* Exercise instructions: Each entry must be copied exactly, without omission.

** Opening Exercise materials block **

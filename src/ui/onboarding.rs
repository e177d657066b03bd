// Onboarding pages

use ratatui::{
    Frame,
    layout::{Alignment, Constraint, Direction, Layout},
    style::{Color, Modifier, Style},
    text::{Line, Span},
    widgets::{Block, Borders, Paragraph, Wrap},
};

use crate::ui::components::{Footer, button};
use crate::ui::constants::{APP_TAGLINE, ONBOARDING_PAGES};
use crate::ui::state::OnboardingState;

pub struct OnboardingScreen;

impl OnboardingScreen {
    pub fn render(frame: &mut Frame, state: &OnboardingState) {
        let chunks = Layout::default()
            .direction(Direction::Vertical)
            .constraints([
                Constraint::Length(4), // Header
                Constraint::Min(6),    // Page card
                Constraint::Length(2), // Page indicator
                Constraint::Length(2), // Get Started
                Constraint::Length(1), // Footer
            ])
            .split(frame.area());

        let header = Paragraph::new(vec![
            Line::from(Span::styled(
                "HouseFlow",
                Style::default()
                    .fg(Color::Blue)
                    .add_modifier(Modifier::BOLD),
            )),
            Line::from(Span::styled(APP_TAGLINE, Style::default().fg(Color::Gray))),
        ])
        .alignment(Alignment::Center);
        frame.render_widget(header, chunks[0]);

        let (title, subtitle) = ONBOARDING_PAGES
            .get(state.page)
            .copied()
            .unwrap_or(("", ""));
        let card = Paragraph::new(vec![
            Line::from(""),
            Line::from(Span::styled(
                title,
                Style::default().add_modifier(Modifier::BOLD),
            )),
            Line::from(""),
            Line::from(Span::styled(subtitle, Style::default().fg(Color::Gray))),
        ])
        .alignment(Alignment::Center)
        .wrap(Wrap { trim: true })
        .block(Block::default().borders(Borders::ALL));
        frame.render_widget(card, chunks[1]);

        let dots: Vec<Span> = (0..ONBOARDING_PAGES.len())
            .map(|i| {
                if i == state.page {
                    Span::styled("━━━ ", Style::default().fg(Color::Blue))
                } else {
                    Span::styled("• ", Style::default().fg(Color::DarkGray))
                }
            })
            .collect();
        frame.render_widget(
            Paragraph::new(Line::from(dots)).alignment(Alignment::Center),
            chunks[2],
        );

        frame.render_widget(
            Paragraph::new(Line::from(button("Get Started", state.is_last_page())))
                .alignment(Alignment::Center),
            chunks[3],
        );

        frame.render_widget(Footer::onboarding(state.is_last_page()), chunks[4]);
    }
}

** Closing Exercise materials block **

* Written solution:
filename src/ui/onboarding.rs
repository e177d657066b03bd
// Onboarding pages

use ratatui::{
    Frame,
    layout::{Alignment, Constraint, Direction, Layout},
    style::{Color, Modifier, Style},
    text::{Line, Span},
    widgets::{Block, Borders, Paragraph, Wrap},
};

use crate::ui::components::{Footer, button};
use crate::ui::constants::{APP_TAGLINE, ONBOARDING_PAGES};
use crate::ui::state::OnboardingState;

pub struct OnboardingScreen;

impl OnboardingScreen {
    pub fn render(frame: &mut Frame, state: &OnboardingState) {
        let chunks = Layout::default()
            .direction(Direction::Vertical)
            .constraints([
                Constraint::Length(4), // Header
                Constraint::Min(6),    // Page card
                Constraint::Length(2), // Page indicator
                Constraint::Length(2), // Get Started
                Constraint::Length(1), // Footer
            ])
            .split(frame.area());

        let header = Paragraph::new(vec![
            Line::from(Span::styled(
                "HouseFlow",
                Style::default()
                    .fg(Color::Blue)
                    .add_modifier(Modifier::BOLD),
            )),
            Line::from(Span::styled(APP_TAGLINE, Style::default().fg(Color::Gray))),
        ])
        .alignment(Alignment::Center);
        frame.render_widget(header, chunks[0]);

        let (title, subtitle) = ONBOARDING_PAGES
            .get(state.page)
            .copied()
            .unwrap_or(("", ""));
        let card = Paragraph::new(vec![
            Line::from(""),
            Line::from(Span::styled(
                title,
                Style::default().add_modifier(Modifier::BOLD),
            )),
            Line::from(""),
            Line::from(Span::styled(subtitle, Style::default().fg(Color::Gray))),
        ])
        .alignment(Alignment::Center)
        .wrap(Wrap { trim: true })
        .block(Block::default().borders(Borders::ALL));
        frame.render_widget(card, chunks[1]);

        let dots: Vec<Span> = (0..ONBOARDING_PAGES.len())
            .map(|i| {
                if i == state.page {
                    Span::styled("━━━ ", Style::default().fg(Color::Blue))
                } else {
                    Span::styled("• ", Style::default().fg(Color::DarkGray))
                }
            })
            .collect();
        frame.render_widget(
            Paragraph::new(Line::from(dots)).alignment(Alignment::Center),
            chunks[2],
        );

        frame.render_widget(
            Paragraph::new(Line::from(button("Get Started", state.is_last_page())))
                .alignment(Alignment::Center),
            chunks[3],
        );

        frame.render_widget(Footer::onboarding(state.is_last_page()), chunks[4]);
    }
}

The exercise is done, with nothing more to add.